* _TASK PROMPT_: Please restate the data exactly, from the first line to the last.

DATASET CONTENT Start Marker

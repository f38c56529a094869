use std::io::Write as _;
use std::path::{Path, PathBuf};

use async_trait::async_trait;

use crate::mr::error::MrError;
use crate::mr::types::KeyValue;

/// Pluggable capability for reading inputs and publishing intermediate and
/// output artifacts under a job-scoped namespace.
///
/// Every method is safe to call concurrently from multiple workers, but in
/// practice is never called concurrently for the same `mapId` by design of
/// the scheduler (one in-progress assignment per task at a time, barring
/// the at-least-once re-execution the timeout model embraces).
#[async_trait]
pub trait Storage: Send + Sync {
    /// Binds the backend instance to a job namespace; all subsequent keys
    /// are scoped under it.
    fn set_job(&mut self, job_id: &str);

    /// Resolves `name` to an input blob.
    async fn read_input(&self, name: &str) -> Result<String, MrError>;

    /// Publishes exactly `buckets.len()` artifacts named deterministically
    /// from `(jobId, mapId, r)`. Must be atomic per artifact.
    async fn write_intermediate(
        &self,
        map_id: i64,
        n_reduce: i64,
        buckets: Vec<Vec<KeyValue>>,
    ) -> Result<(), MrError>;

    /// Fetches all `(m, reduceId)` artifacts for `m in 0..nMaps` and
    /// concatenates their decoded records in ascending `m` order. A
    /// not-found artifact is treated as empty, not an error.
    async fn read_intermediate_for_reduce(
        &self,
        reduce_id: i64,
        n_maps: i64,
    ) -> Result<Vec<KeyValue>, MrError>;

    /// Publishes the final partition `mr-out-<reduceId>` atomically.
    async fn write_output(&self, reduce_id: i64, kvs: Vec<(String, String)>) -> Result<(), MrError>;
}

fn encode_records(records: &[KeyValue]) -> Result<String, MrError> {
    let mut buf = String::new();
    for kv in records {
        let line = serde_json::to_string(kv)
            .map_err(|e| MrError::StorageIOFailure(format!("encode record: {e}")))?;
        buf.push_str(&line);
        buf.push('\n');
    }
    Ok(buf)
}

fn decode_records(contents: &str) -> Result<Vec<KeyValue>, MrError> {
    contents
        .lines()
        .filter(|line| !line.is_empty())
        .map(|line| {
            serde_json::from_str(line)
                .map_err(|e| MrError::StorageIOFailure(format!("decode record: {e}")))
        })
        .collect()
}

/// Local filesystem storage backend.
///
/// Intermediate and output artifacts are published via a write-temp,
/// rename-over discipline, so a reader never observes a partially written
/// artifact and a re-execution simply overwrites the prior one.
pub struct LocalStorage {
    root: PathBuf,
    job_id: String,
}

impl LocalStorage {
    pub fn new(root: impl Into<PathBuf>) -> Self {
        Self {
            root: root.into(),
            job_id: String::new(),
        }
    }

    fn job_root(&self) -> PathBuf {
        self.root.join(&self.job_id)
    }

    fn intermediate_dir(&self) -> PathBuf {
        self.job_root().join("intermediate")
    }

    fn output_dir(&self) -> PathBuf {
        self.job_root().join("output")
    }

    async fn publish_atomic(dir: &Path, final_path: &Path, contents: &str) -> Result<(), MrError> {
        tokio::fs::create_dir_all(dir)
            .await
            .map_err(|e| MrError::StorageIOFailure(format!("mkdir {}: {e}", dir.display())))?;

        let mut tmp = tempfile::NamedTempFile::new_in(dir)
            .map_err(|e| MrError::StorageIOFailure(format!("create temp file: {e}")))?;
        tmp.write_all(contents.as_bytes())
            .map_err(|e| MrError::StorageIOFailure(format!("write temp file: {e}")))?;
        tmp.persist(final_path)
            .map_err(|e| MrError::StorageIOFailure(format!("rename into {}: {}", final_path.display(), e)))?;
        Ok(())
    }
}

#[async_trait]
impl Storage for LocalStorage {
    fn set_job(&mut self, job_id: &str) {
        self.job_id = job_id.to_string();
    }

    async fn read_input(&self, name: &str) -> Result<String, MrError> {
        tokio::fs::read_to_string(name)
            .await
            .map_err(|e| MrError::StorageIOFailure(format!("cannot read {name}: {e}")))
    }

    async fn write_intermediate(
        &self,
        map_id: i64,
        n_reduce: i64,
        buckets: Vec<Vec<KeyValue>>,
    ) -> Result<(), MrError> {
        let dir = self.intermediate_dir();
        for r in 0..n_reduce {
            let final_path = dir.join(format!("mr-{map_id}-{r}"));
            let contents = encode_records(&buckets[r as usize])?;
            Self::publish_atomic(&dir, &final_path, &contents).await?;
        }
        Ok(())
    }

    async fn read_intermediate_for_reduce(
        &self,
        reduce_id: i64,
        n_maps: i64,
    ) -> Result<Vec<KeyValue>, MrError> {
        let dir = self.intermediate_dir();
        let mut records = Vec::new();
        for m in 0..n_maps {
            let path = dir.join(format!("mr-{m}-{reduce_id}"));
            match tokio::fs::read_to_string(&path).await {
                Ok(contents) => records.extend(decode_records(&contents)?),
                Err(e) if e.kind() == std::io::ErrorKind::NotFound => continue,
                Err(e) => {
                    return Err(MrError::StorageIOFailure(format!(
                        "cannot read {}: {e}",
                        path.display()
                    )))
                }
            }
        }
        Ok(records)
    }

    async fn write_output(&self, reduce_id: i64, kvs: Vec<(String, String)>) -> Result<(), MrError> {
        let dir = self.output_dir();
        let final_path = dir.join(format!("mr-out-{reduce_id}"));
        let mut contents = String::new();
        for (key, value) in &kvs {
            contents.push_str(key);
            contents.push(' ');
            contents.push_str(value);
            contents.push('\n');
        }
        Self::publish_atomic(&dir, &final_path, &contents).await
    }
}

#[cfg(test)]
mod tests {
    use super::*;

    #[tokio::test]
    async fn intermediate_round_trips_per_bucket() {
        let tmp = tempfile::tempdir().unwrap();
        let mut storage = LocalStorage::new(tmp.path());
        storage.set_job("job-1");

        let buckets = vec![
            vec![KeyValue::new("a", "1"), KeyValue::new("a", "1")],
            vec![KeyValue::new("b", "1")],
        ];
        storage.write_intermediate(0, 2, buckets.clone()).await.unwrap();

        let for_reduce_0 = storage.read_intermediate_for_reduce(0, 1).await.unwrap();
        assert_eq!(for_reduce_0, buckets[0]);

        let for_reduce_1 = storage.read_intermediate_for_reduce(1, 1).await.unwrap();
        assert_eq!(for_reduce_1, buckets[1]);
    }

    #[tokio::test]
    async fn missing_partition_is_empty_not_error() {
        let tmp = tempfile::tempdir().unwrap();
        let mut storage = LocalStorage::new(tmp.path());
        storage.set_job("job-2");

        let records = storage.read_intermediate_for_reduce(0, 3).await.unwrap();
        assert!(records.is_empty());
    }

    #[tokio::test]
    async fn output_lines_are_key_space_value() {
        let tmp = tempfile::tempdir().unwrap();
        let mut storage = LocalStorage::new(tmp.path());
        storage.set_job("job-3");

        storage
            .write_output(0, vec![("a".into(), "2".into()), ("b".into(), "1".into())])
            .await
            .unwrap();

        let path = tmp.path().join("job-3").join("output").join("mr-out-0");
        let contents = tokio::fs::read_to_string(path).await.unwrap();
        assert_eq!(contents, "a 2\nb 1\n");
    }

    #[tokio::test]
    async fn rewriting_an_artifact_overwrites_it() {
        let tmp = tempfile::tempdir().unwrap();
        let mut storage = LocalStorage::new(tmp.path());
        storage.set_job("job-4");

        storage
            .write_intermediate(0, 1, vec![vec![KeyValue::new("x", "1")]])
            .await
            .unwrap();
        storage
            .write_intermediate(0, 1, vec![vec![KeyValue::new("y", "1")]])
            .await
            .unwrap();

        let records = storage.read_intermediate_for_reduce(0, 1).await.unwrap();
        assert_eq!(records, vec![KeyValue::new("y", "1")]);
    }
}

DATASET CONTENT End Marker

* _SOLUTION BELOW_:
repository f38c56529a094869
use std::io::Write as _;
use std::path::{Path, PathBuf};

use async_trait::async_trait;

use crate::mr::error::MrError;
use crate::mr::types::KeyValue;

/// Pluggable capability for reading inputs and publishing intermediate and
/// output artifacts under a job-scoped namespace.
///
/// Every method is safe to call concurrently from multiple workers, but in
/// practice is never called concurrently for the same `mapId` by design of
/// the scheduler (one in-progress assignment per task at a time, barring
/// the at-least-once re-execution the timeout model embraces).
#[async_trait]
pub trait Storage: Send + Sync {
    /// Binds the backend instance to a job namespace; all subsequent keys
    /// are scoped under it.
    fn set_job(&mut self, job_id: &str);

    /// Resolves `name` to an input blob.
    async fn read_input(&self, name: &str) -> Result<String, MrError>;

    /// Publishes exactly `buckets.len()` artifacts named deterministically
    /// from `(jobId, mapId, r)`. Must be atomic per artifact.
    async fn write_intermediate(
        &self,
        map_id: i64,
        n_reduce: i64,
        buckets: Vec<Vec<KeyValue>>,
    ) -> Result<(), MrError>;

    /// Fetches all `(m, reduceId)` artifacts for `m in 0..nMaps` and
    /// concatenates their decoded records in ascending `m` order. A
    /// not-found artifact is treated as empty, not an error.
    async fn read_intermediate_for_reduce(
        &self,
        reduce_id: i64,
        n_maps: i64,
    ) -> Result<Vec<KeyValue>, MrError>;

    /// Publishes the final partition `mr-out-<reduceId>` atomically.
    async fn write_output(&self, reduce_id: i64, kvs: Vec<(String, String)>) -> Result<(), MrError>;
}

fn encode_records(records: &[KeyValue]) -> Result<String, MrError> {
    let mut buf = String::new();
    for kv in records {
        let line = serde_json::to_string(kv)
            .map_err(|e| MrError::StorageIOFailure(format!("encode record: {e}")))?;
        buf.push_str(&line);
        buf.push('\n');
    }
    Ok(buf)
}

fn decode_records(contents: &str) -> Result<Vec<KeyValue>, MrError> {
    contents
        .lines()
        .filter(|line| !line.is_empty())
        .map(|line| {
            serde_json::from_str(line)
                .map_err(|e| MrError::StorageIOFailure(format!("decode record: {e}")))
        })
        .collect()
}

/// Local filesystem storage backend.
///
/// Intermediate and output artifacts are published via a write-temp,
/// rename-over discipline, so a reader never observes a partially written
/// artifact and a re-execution simply overwrites the prior one.
pub struct LocalStorage {
    root: PathBuf,
    job_id: String,
}

impl LocalStorage {
    pub fn new(root: impl Into<PathBuf>) -> Self {
        Self {
            root: root.into(),
            job_id: String::new(),
        }
    }

    fn job_root(&self) -> PathBuf {
        self.root.join(&self.job_id)
    }

    fn intermediate_dir(&self) -> PathBuf {
        self.job_root().join("intermediate")
    }

    fn output_dir(&self) -> PathBuf {
        self.job_root().join("output")
    }

    async fn publish_atomic(dir: &Path, final_path: &Path, contents: &str) -> Result<(), MrError> {
        tokio::fs::create_dir_all(dir)
            .await
            .map_err(|e| MrError::StorageIOFailure(format!("mkdir {}: {e}", dir.display())))?;

        let mut tmp = tempfile::NamedTempFile::new_in(dir)
            .map_err(|e| MrError::StorageIOFailure(format!("create temp file: {e}")))?;
        tmp.write_all(contents.as_bytes())
            .map_err(|e| MrError::StorageIOFailure(format!("write temp file: {e}")))?;
        tmp.persist(final_path)
            .map_err(|e| MrError::StorageIOFailure(format!("rename into {}: {}", final_path.display(), e)))?;
        Ok(())
    }
}

#[async_trait]
impl Storage for LocalStorage {
    fn set_job(&mut self, job_id: &str) {
        self.job_id = job_id.to_string();
    }

    async fn read_input(&self, name: &str) -> Result<String, MrError> {
        tokio::fs::read_to_string(name)
            .await
            .map_err(|e| MrError::StorageIOFailure(format!("cannot read {name}: {e}")))
    }

    async fn write_intermediate(
        &self,
        map_id: i64,
        n_reduce: i64,
        buckets: Vec<Vec<KeyValue>>,
    ) -> Result<(), MrError> {
        let dir = self.intermediate_dir();
        for r in 0..n_reduce {
            let final_path = dir.join(format!("mr-{map_id}-{r}"));
            let contents = encode_records(&buckets[r as usize])?;
            Self::publish_atomic(&dir, &final_path, &contents).await?;
        }
        Ok(())
    }

    async fn read_intermediate_for_reduce(
        &self,
        reduce_id: i64,
        n_maps: i64,
    ) -> Result<Vec<KeyValue>, MrError> {
        let dir = self.intermediate_dir();
        let mut records = Vec::new();
        for m in 0..n_maps {
            let path = dir.join(format!("mr-{m}-{reduce_id}"));
            match tokio::fs::read_to_string(&path).await {
                Ok(contents) => records.extend(decode_records(&contents)?),
                Err(e) if e.kind() == std::io::ErrorKind::NotFound => continue,
                Err(e) => {
                    return Err(MrError::StorageIOFailure(format!(
                        "cannot read {}: {e}",
                        path.display()
                    )))
                }
            }
        }
        Ok(records)
    }

    async fn write_output(&self, reduce_id: i64, kvs: Vec<(String, String)>) -> Result<(), MrError> {
        let dir = self.output_dir();
        let final_path = dir.join(format!("mr-out-{reduce_id}"));
        let mut contents = String::new();
        for (key, value) in &kvs {
            contents.push_str(key);
            contents.push(' ');
            contents.push_str(value);
            contents.push('\n');
        }
        Self::publish_atomic(&dir, &final_path, &contents).await
    }
}

#[cfg(test)]
mod tests {
    use super::*;

    #[tokio::test]
    async fn intermediate_round_trips_per_bucket() {
        let tmp = tempfile::tempdir().unwrap();
        let mut storage = LocalStorage::new(tmp.path());
        storage.set_job("job-1");

        let buckets = vec![
            vec![KeyValue::new("a", "1"), KeyValue::new("a", "1")],
            vec![KeyValue::new("b", "1")],
        ];
        storage.write_intermediate(0, 2, buckets.clone()).await.unwrap();

        let for_reduce_0 = storage.read_intermediate_for_reduce(0, 1).await.unwrap();
        assert_eq!(for_reduce_0, buckets[0]);

        let for_reduce_1 = storage.read_intermediate_for_reduce(1, 1).await.unwrap();
        assert_eq!(for_reduce_1, buckets[1]);
    }

    #[tokio::test]
    async fn missing_partition_is_empty_not_error() {
        let tmp = tempfile::tempdir().unwrap();
        let mut storage = LocalStorage::new(tmp.path());
        storage.set_job("job-2");

        let records = storage.read_intermediate_for_reduce(0, 3).await.unwrap();
        assert!(records.is_empty());
    }

    #[tokio::test]
    async fn output_lines_are_key_space_value() {
        let tmp = tempfile::tempdir().unwrap();
        let mut storage = LocalStorage::new(tmp.path());
        storage.set_job("job-3");

        storage
            .write_output(0, vec![("a".into(), "2".into()), ("b".into(), "1".into())])
            .await
            .unwrap();

        let path = tmp.path().join("job-3").join("output").join("mr-out-0");
        let contents = tokio::fs::read_to_string(path).await.unwrap();
        assert_eq!(contents, "a 2\nb 1\n");
    }

    #[tokio::test]
    async fn rewriting_an_artifact_overwrites_it() {
        let tmp = tempfile::tempdir().unwrap();
        let mut storage = LocalStorage::new(tmp.path());
        storage.set_job("job-4");

        storage
            .write_intermediate(0, 1, vec![vec![KeyValue::new("x", "1")]])
            .await
            .unwrap();
        storage
            .write_intermediate(0, 1, vec![vec![KeyValue::new("y", "1")]])
            .await
            .unwrap();

        let records = storage.read_intermediate_for_reduce(0, 1).await.unwrap();
        assert_eq!(records, vec![KeyValue::new("y", "1")]);
    }
}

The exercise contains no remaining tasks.